Ese es el desafío: recuperar el partido; ponerlo a disposición de los afiliados; hacerlo amable en su trato con éstos; prepararse para ser alternativa en 2013 y tomar el desafío de intentar volver a ser gobierno en 2015 en Mar del Plata.
-¿Cree que esta situación del partido es lo que le impidió ser gobierno en los últimos años?
-El partido ha estado muy dividido en la ciudad. Algunas situaciones que se dieron a nivel nacional han debilitado el partido local. Pero, el radicalismo de Mar del Plata siempre fue un partido de gobierno, que circunstancialmente está en la oposición. De todas formas tiene que ser también una alternativa y por eso no alcanza con ser el partido más crítico de la actual gestión. Debemos ser el de mayor alternativa al oficialismo y para eso hay que convocar a los que fueron funcionarios de Roig, Aprile y Katz, para que trasladen las experiencias que han vivido y empiecen a conformar un equipo de asesores que coordinen los equipos técnicos, para que haya respuestas y alternativas a expresar ante cada uno de los temas.
-Desde la línea opositora, se los identifica con el sector del radicalismo que en las últimas elecciones pactó con Francisco De Narvaéz, ¿Cuál es la lectura de este planteo?
-La verdad, es que los dirigentes que están en la otra línea, fueron los más beneficiados con el acuerdo, tanto en la ciudad como en la Provincia. Sería bueno que hagan un poquito de autocrítica –muchos la hemos hecho, el primero fue Ricardo Alfinsín- y si están tan en contra de ese acuerdo, que renuncien a los cargos que llegaron fruto del mismo. Fui parte de esa lista, pero iba de candidato detrás de Vilma Baragiola y Maximiliano Abad, quienes encabezaban la nómina. En cuanto a los diputados, el que encabezaba era Ricardo Jano, que actualmente se postula en la otra lista. Juan Gobbi fue intendente de Chascomús gracias a ese acuerdo que se construyó. Es poco serio renegar de un acuerdo del que ellos fueron los principales beneficiarios. Leopoldo Moreau fue el impulsor de este acuerdo, aún antes que Alfonsín. Tratamos de hacer un acuerdo mucho más grande, lamentablemente no se dio y no perdemos la esperanza de volver a construirlo de cara al 2013 o 2015.
-¿Cómo se recupera la confianza del afiliado?

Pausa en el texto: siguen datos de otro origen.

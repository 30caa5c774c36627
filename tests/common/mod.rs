//! Shared integration-test harness for running the `mpi-glossary` binary.

#![allow(dead_code)]

use std::path::PathBuf;
use std::process::Output;

/// Helpers for spawning the CLI under test.
pub struct GlossaryCmd;

impl GlossaryCmd {
    /// Run the binary with the given arguments and wait for it to exit.
    #[allow(clippy::missing_panics_doc)]
    #[must_use]
    pub fn run(args: &[&str]) -> Output {
        std::process::Command::new(env!("CARGO_BIN_EXE_mpi-glossary"))
            .args(args)
            .output()
            .expect("failed to spawn mpi-glossary")
    }

    /// Returns the path to a test fixture.
    #[must_use]
    pub fn fixture_path(name: &str) -> PathBuf {
        PathBuf::from(env!("CARGO_MANIFEST_DIR"))
            .join("tests/fixtures")
            .join(name)
    }
}
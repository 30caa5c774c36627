//! Registry loading from YAML files.
//!
//! The on-disk format mirrors the external contract: each function entry is
//! either a bare name or a mapping with `name` and a signed `node`. A
//! negative node means "no known reference in the standard"; zero and above
//! are valid node ids.
//!
//! ```yaml
//! lessons:
//!   - id: non-blocking
//!     title: Non-blocking point-to-point
//!     functions:
//!       - name: MPI_Isend
//!         node: 63
//!       - MPI_Win_fence
//! ```

use std::fs;
use std::path::Path;

use serde::Deserialize;

use crate::error::{GlossaryError, RegistryError};
use crate::registry::{FunctionRecord, Lesson, Registry};

/// On-disk registry document.
#[derive(Debug, Deserialize)]
struct RegistryDoc {
    lessons: Vec<LessonDoc>,
}

/// On-disk lesson entry.
#[derive(Debug, Deserialize)]
struct LessonDoc {
    id: String,
    #[serde(default)]
    title: String,
    #[serde(default)]
    functions: Vec<RecordDoc>,
}

/// On-disk function entry: a bare name or a `{name, node}` mapping.
#[derive(Debug, Deserialize)]
#[serde(untagged)]
enum RecordDoc {
    Name(String),
    Detailed {
        name: String,
        #[serde(default = "unknown_node")]
        node: i64,
    },
}

const fn unknown_node() -> i64 {
    -1
}

impl From<RecordDoc> for FunctionRecord {
    fn from(doc: RecordDoc) -> Self {
        match doc {
            RecordDoc::Name(name) => Self::new(name),
            RecordDoc::Detailed { name, node } => Self::from_signed(name, node),
        }
    }
}

/// Parse a registry from YAML text.
///
/// # Errors
///
/// Returns `RegistryError::Parse` if the text is not a valid registry
/// document. `path` is only used for error context.
pub fn parse_registry(content: &str, path: &Path) -> Result<Registry, GlossaryError> {
    let doc: RegistryDoc = serde_yaml::from_str(content).map_err(|e| RegistryError::Parse {
        path: path.to_path_buf(),
        message: e.to_string(),
    })?;

    Ok(Registry {
        lessons: doc
            .lessons
            .into_iter()
            .map(|l| Lesson {
                id: l.id,
                title: l.title,
                functions: l.functions.into_iter().map(Into::into).collect(),
            })
            .collect(),
    })
}

/// Read and parse a registry YAML file.
///
/// # Errors
///
/// Returns an I/O error if the file cannot be read, or a parse error if
/// its content is not a valid registry document.
pub fn load_registry_file(path: &Path) -> Result<Registry, GlossaryError> {
    let content = fs::read_to_string(path).map_err(|e| {
        GlossaryError::Io(std::io::Error::new(
            e.kind(),
            format!("failed to read registry {}: {e}", path.display()),
        ))
    })?;
    parse_registry(&content, path)
}
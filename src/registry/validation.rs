//! Advisory validation for registries.
//!
//! None of the findings here stop emission: duplicate substitution names are
//! rebound last-wins by Sphinx, empty lessons simply contribute nothing, and
//! an unusual name still produces well-formed markup. The CLI reports them
//! as warnings and promotes them to errors only in strict mode.

use std::collections::HashMap;

use crate::registry::Registry;

/// A duplicate function name spanning two lessons (or two positions in the
/// same lesson).
#[derive(Debug, Clone, PartialEq, Eq)]
pub struct DuplicateName {
    /// The duplicated name.
    pub name: String,
    /// Lesson where the name first appeared.
    pub first: String,
    /// Lesson holding the later definition.
    pub second: String,
}

/// Result of registry validation.
#[derive(Debug, Default)]
pub struct RegistryValidation {
    /// Function names defined more than once.
    pub duplicate_names: Vec<DuplicateName>,

    /// Lessons with no functions.
    pub empty_lessons: Vec<String>,

    /// Names missing the `MPI_` prefix, as `(lesson, name)` pairs.
    pub non_mpi_names: Vec<(String, String)>,
}

impl RegistryValidation {
    /// Returns `true` if there are no findings.
    #[must_use]
    pub fn is_clean(&self) -> bool {
        self.duplicate_names.is_empty()
            && self.empty_lessons.is_empty()
            && self.non_mpi_names.is_empty()
    }

    /// Total number of findings.
    #[must_use]
    pub fn count(&self) -> usize {
        self.duplicate_names.len() + self.empty_lessons.len() + self.non_mpi_names.len()
    }
}

/// Validate a registry.
///
/// Walks lessons in order, recording duplicate names (first definition
/// wins the "first" slot), empty lessons, and names without the `MPI_`
/// prefix.
#[must_use]
pub fn validate(registry: &Registry) -> RegistryValidation {
    let mut validation = RegistryValidation::default();
    let mut seen: HashMap<&str, &str> = HashMap::new();

    for lesson in &registry.lessons {
        if lesson.functions.is_empty() {
            validation.empty_lessons.push(lesson.id.clone());
        }

        for record in &lesson.functions {
            if let Some(first) = seen.get(record.name.as_str()) {
                validation.duplicate_names.push(DuplicateName {
                    name: record.name.clone(),
                    first: (*first).to_string(),
                    second: lesson.id.clone(),
                });
            } else {
                seen.insert(&record.name, &lesson.id);
            }

            if !record.name.starts_with("MPI_") {
                validation
                    .non_mpi_names
                    .push((lesson.id.clone(), record.name.clone()));
            }
        }
    }

    validation
}
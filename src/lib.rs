//! `mpi-glossary` — Sphinx glossary markup generation for MPI lesson material
//!
//! This library turns a registry of MPI function names, grouped by topical
//! lesson and optionally paired with MPI standard node identifiers, into the
//! reStructuredText substitution definitions and cross-reference fragments
//! that the lesson site loads as its global `rst_epilog`.

pub mod cli;
pub mod emit;
pub mod error;
pub mod observability;
pub mod registry;
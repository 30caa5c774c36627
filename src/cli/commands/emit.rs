//! The `emit` command: render the glossary epilog markup.

use std::fs;
use std::path::Path;

use tracing::{info, warn};

use crate::cli::args::EmitArgs;
use crate::emit;
use crate::error::{GlossaryError, RegistryError};
use crate::registry::validation::{self, RegistryValidation};
use crate::registry::{Registry, loader};

/// Load a registry file, or fall back to the built-in production list.
pub(crate) fn load_or_builtin(path: Option<&Path>) -> Result<Registry, GlossaryError> {
    path.map_or_else(|| Ok(Registry::builtin()), loader::load_registry_file)
}

/// Convert the first validation finding into a strict-mode error.
pub(crate) fn strict_error(validation: &RegistryValidation) -> Option<RegistryError> {
    if let Some(dup) = validation.duplicate_names.first() {
        return Some(RegistryError::DuplicateName {
            name: dup.name.clone(),
            first: dup.first.clone(),
            second: dup.second.clone(),
        });
    }
    if let Some(lesson) = validation.empty_lessons.first() {
        return Some(RegistryError::EmptyLesson {
            lesson: lesson.clone(),
        });
    }
    if let Some((lesson, name)) = validation.non_mpi_names.first() {
        return Some(RegistryError::NotMpiName {
            name: name.clone(),
            lesson: lesson.clone(),
        });
    }
    None
}

/// Log validation findings as warnings.
pub(crate) fn warn_findings(validation: &RegistryValidation) {
    for dup in &validation.duplicate_names {
        warn!(
            name = %dup.name,
            first = %dup.first,
            second = %dup.second,
            "duplicate function name; later substitution binding wins"
        );
    }
    for lesson in &validation.empty_lessons {
        warn!(%lesson, "lesson defines no functions");
    }
    for (lesson, name) in &validation.non_mpi_names {
        warn!(%lesson, %name, "function name is not an MPI_ identifier");
    }
}

/// Execute `emit`.
///
/// # Errors
///
/// Returns an error if the registry cannot be loaded, if strict validation
/// fails, or if the output file cannot be written.
pub fn run(args: &EmitArgs) -> Result<(), GlossaryError> {
    let registry = load_or_builtin(args.registry.as_deref())?;

    let validation = validation::validate(&registry);
    warn_findings(&validation);
    if args.strict
        && let Some(err) = strict_error(&validation)
    {
        return Err(err.into());
    }

    let markup = emit::epilog(&registry);

    match &args.output {
        Some(path) => {
            fs::write(path, &markup).map_err(|e| {
                GlossaryError::Io(std::io::Error::new(
                    e.kind(),
                    format!("failed to write {}: {e}", path.display()),
                ))
            })?;
            info!(
                records = registry.len(),
                output = %path.display(),
                "wrote glossary markup"
            );
        }
        None => {
            print!("{markup}");
            info!(records = registry.len(), "emitted glossary markup");
        }
    }

    Ok(())
}
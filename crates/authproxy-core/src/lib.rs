//! Core identifiers, clock abstraction, and shared error types for the
//! SMART-on-FHIR authorization proxy.

pub mod error;
pub mod id;
pub mod time;

pub use error::CoreError;
pub use id::generate_id;
pub use time::{Clock, SystemClock};
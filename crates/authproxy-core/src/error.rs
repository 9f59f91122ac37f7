//! Error types shared by every `authproxy-*` crate.

use thiserror::Error;

/// Errors that can arise from the identifier/clock/JSON primitives shared
/// across the workspace.
#[derive(Debug, Error)]
pub enum CoreError {
    /// A value failed to parse as JSON.
    #[error("invalid json: {0}")]
    Json(#[from] serde_json::Error),

    /// A value failed to parse as a URL.
    #[error("invalid url: {0}")]
    Url(#[from] url::ParseError),

    /// A timestamp failed to parse or format.
    #[error("invalid datetime: {0}")]
    Time(#[from] time::error::Format),
}
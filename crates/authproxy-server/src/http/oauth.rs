//! The `/oauth/*` blueprint: registration, the token endpoint, the
//! authorize endpoint's SMART-aware consent contract, and the admin-only
//! debug endpoints.

use std::collections::{BTreeMap, BTreeSet};

use axum::{
    Json,
    extract::{Path, Query, State},
    response::Redirect,
};
use serde::{Deserialize, Serialize};
use time::{OffsetDateTime, format_description::well_known::Rfc3339};

use authproxy_auth::{AuthError, DebugTokenRequest};
use authproxy_storage::Patient;

use crate::error::ApiError;
use crate::http::session::{AdminKey, AuthenticatedUser};
use crate::state::AppState;

// -- Registration -----------------------------------------------------------

#[derive(Debug, Deserialize)]
pub struct RegisterRequest {
    client_name: Option<String>,
    redirect_uris: Vec<String>,
    #[serde(default)]
    scope: String,
}

pub async fn register(
    State(state): State<AppState>,
    Json(request): Json<RegisterRequest>,
) -> Result<(axum::http::StatusCode, Json<authproxy_auth::ClientRegistration>), ApiError> {
    let scopes: BTreeSet<String> = request.scope.split_whitespace().map(str::to_string).collect();
    let registration = state
        .registry
        .register(request.redirect_uris, scopes, request.client_name)
        .await?;
    Ok((axum::http::StatusCode::CREATED, Json(registration)))
}

// -- Error landing page ------------------------------------------------------

pub async fn errors(Query(params): Query<BTreeMap<String, String>>) -> Json<BTreeMap<String, String>> {
    Json(params)
}

// -- Token endpoint -----------------------------------------------------------

#[derive(Debug, Deserialize)]
pub struct TokenRequest {
    grant_type: String,
    client_id: Option<String>,
    code: Option<String>,
    refresh_token: Option<String>,
}

pub async fn token_post(
    State(state): State<AppState>,
    axum::extract::Form(request): axum::extract::Form<TokenRequest>,
) -> Result<Json<authproxy_auth::TokenResponse>, ApiError> {
    issue_token(state, request).await
}

pub async fn token_get(
    State(state): State<AppState>,
    Query(request): Query<TokenRequest>,
) -> Result<Json<authproxy_auth::TokenResponse>, ApiError> {
    issue_token(state, request).await
}

async fn issue_token(
    state: AppState,
    request: TokenRequest,
) -> Result<Json<authproxy_auth::TokenResponse>, ApiError> {
    let response = match request.grant_type.as_str() {
        "authorization_code" => {
            let client_id = request.client_id.ok_or_else(|| ApiError::BadRequest {
                message: "client_id is required".to_string(),
            })?;
            let code = request.code.ok_or_else(|| ApiError::BadRequest {
                message: "code is required".to_string(),
            })?;
            state.engine.issue_token(&client_id, &code).await?
        }
        "refresh_token" => {
            let refresh_token = request.refresh_token.ok_or_else(|| ApiError::BadRequest {
                message: "refresh_token is required".to_string(),
            })?;
            state.engine.refresh(&refresh_token).await?
        }
        other => {
            return Err(ApiError::BadRequest {
                message: format!("unsupported_grant_type: {other}"),
            });
        }
    };
    Ok(Json(response))
}

// -- Authorize endpoint -------------------------------------------------------

#[derive(Debug, Deserialize)]
pub struct AuthorizeQuery {
    redirect_uri: Option<String>,
    scope: Option<String>,
    state: Option<String>,
    client_id: Option<String>,
    patient_id: Option<String>,
}

#[derive(Serialize)]
struct DelegationPrompt {
    decision_required: &'static str,
    patients: Vec<Patient>,
}

#[derive(Serialize)]
struct AuthorizePrompt {
    decision_required: &'static str,
    client_id: String,
    client_name: String,
    patient: Patient,
    today: String,
    expires_default: String,
    abort_uri: String,
}

/// Resolves the query contract (`redirect_uri`/`scope`/`state` required,
/// `patient_id` optional) and, if the caller has not already selected a
/// patient to authorize on behalf of, returns a delegation prompt instead of
/// an authorize prompt. Rendering either as HTML is the session layer's job;
/// this returns the data such a layer needs.
pub async fn authorize_get(
    State(state): State<AppState>,
    AuthenticatedUser(user): AuthenticatedUser,
    Query(query): Query<AuthorizeQuery>,
) -> Result<Json<serde_json::Value>, ApiError> {
    let redirect_uri = query.redirect_uri.ok_or_else(|| ApiError::BadRequest {
        message: "Missing redirect_uri.".to_string(),
    })?;
    let scope = query.scope.ok_or_else(|| ApiError::BadRequest {
        message: "Missing scope.".to_string(),
    })?;
    let _oauth_state = query.state.ok_or_else(|| ApiError::BadRequest {
        message: "Missing state.".to_string(),
    })?;
    let client_id = query.client_id.ok_or_else(|| ApiError::BadRequest {
        message: "Missing client_id.".to_string(),
    })?;

    let patients = state
        .store
        .list_patients_for_user(user.id)
        .await
        .map_err(AuthError::from)?;

    let resolved_patient_id = query
        .patient_id
        .or_else(|| patients.iter().find(|p| p.is_user).map(|p| p.patient_id.clone()));

    let Some(resolved_patient_id) = resolved_patient_id else {
        return Ok(Json(serde_json::to_value(DelegationPrompt {
            decision_required: "delegate",
            patients,
        }).unwrap()));
    };

    let patient = patients
        .into_iter()
        .find(|p| p.patient_id == resolved_patient_id)
        .ok_or_else(|| ApiError::BadRequest {
            message: "Invalid patient id.".to_string(),
        })?;

    let client = state
        .registry
        .lookup(&client_id)
        .await?
        .ok_or_else(|| AuthError::InvalidClient {
            client_id: client_id.clone(),
        })?;

    let now = state.clock.now();
    let abort_uri = format!(
        "{redirect_uri}{}error=access_denied",
        if redirect_uri.contains('?') { "&" } else { "?" }
    );

    let _ = scope; // carried through to the POST step by the external form, not validated here.

    Ok(Json(serde_json::to_value(AuthorizePrompt {
        decision_required: "authorize",
        client_id: client.client_id,
        client_name: client.name,
        patient,
        today: now.format(&Rfc3339).unwrap_or_default(),
        expires_default: (now + time::Duration::days(365))
            .format(&Rfc3339)
            .unwrap_or_default(),
        abort_uri,
    }).unwrap()))
}

#[derive(Debug, Deserialize)]
pub struct AuthorizeDecision {
    client_id: String,
    redirect_uri: String,
    scope: String,
    state: String,
    patient_id: Option<String>,
    #[serde(default)]
    security_labels: Vec<String>,
    /// RFC 3339 timestamp the user's consent expires at.
    expires: String,
}

/// The consent decision: `current_user` has already been authenticated by
/// the session layer (see [`AuthenticatedUser`]); CSRF protection on this
/// state-changing POST is likewise the session layer's responsibility.
pub async fn authorize_post(
    State(state): State<AppState>,
    AuthenticatedUser(user): AuthenticatedUser,
    Json(decision): Json<AuthorizeDecision>,
) -> Result<Redirect, ApiError> {
    let expires = OffsetDateTime::parse(&decision.expires, &Rfc3339).map_err(|e| ApiError::BadRequest {
        message: format!("expires does not parse as RFC 3339: {e}"),
    })?;
    let now = state.clock.now();
    let approval_lifetime = expires - now;

    let security_labels: BTreeSet<String> = decision.security_labels.into_iter().collect();
    state
        .engine
        .create_authorization(&decision.client_id, user.id, decision.patient_id, security_labels, approval_lifetime)
        .await?;

    let scopes: BTreeSet<String> = decision.scope.split_whitespace().map(str::to_string).collect();
    let outcome = state
        .engine
        .authorize(&decision.client_id, user.id, decision.redirect_uri, scopes, Some(&decision.state))
        .await?;

    Ok(Redirect::to(&outcome.redirect_uri))
}

// -- Admin-only debug endpoints ------------------------------------------------

#[derive(Serialize)]
pub struct DebugTokenResponse {
    access_token: String,
    refresh_token: String,
}

pub async fn debug_token(
    State(state): State<AppState>,
    _admin: AdminKey,
    Json(request): Json<DebugTokenRequest>,
) -> Result<Json<DebugTokenResponse>, ApiError> {
    let token = state.engine.debug_issue(request).await?;
    Ok(Json(DebugTokenResponse {
        access_token: token.access_token.unwrap_or_default(),
        refresh_token: token.refresh_token.unwrap_or_default(),
    }))
}

pub async fn debug_introspect(
    State(state): State<AppState>,
    _admin: AdminKey,
    Path(token_value): Path<String>,
) -> Result<Json<authproxy_storage::TokenInterest>, ApiError> {
    let token = match state.store.find_token_by_access(&token_value).await.map_err(AuthError::from)? {
        Some(token) => token,
        None => state
            .store
            .find_token_by_refresh(&token_value)
            .await
            .map_err(AuthError::from)?
            .ok_or(AuthError::NoToken)?,
    };
    let user = state
        .store
        .find_user_by_id(token.user_id)
        .await
        .map_err(AuthError::from)?
        .ok_or_else(|| AuthError::NoUser {
            username: token.user_id.to_string(),
        })?;
    Ok(Json(token.interest(&user.username)))
}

-Teniendo conductas ejemplares y no siendo socios minoritarios del oficialismo de turno. El radicalismo primero tiene que fortalecerse en sus principios y convicciones; volver a discutir puertas adentro un perfil de partido progresista y, a partir del año que viene, se verá el marco de alianzas. Además hay que mostrar el trabajo de gestión. No es casualidad que 16 de los 18 intendentes radicales que hoy gobiernan a la provincia de Buenos Aires estén en nuestra lista. Lo que tenemos es poder territorial demostrado, de aquellos que están haciendo gestión y dejando muy bien representado al Partido frente a la ciudadanía.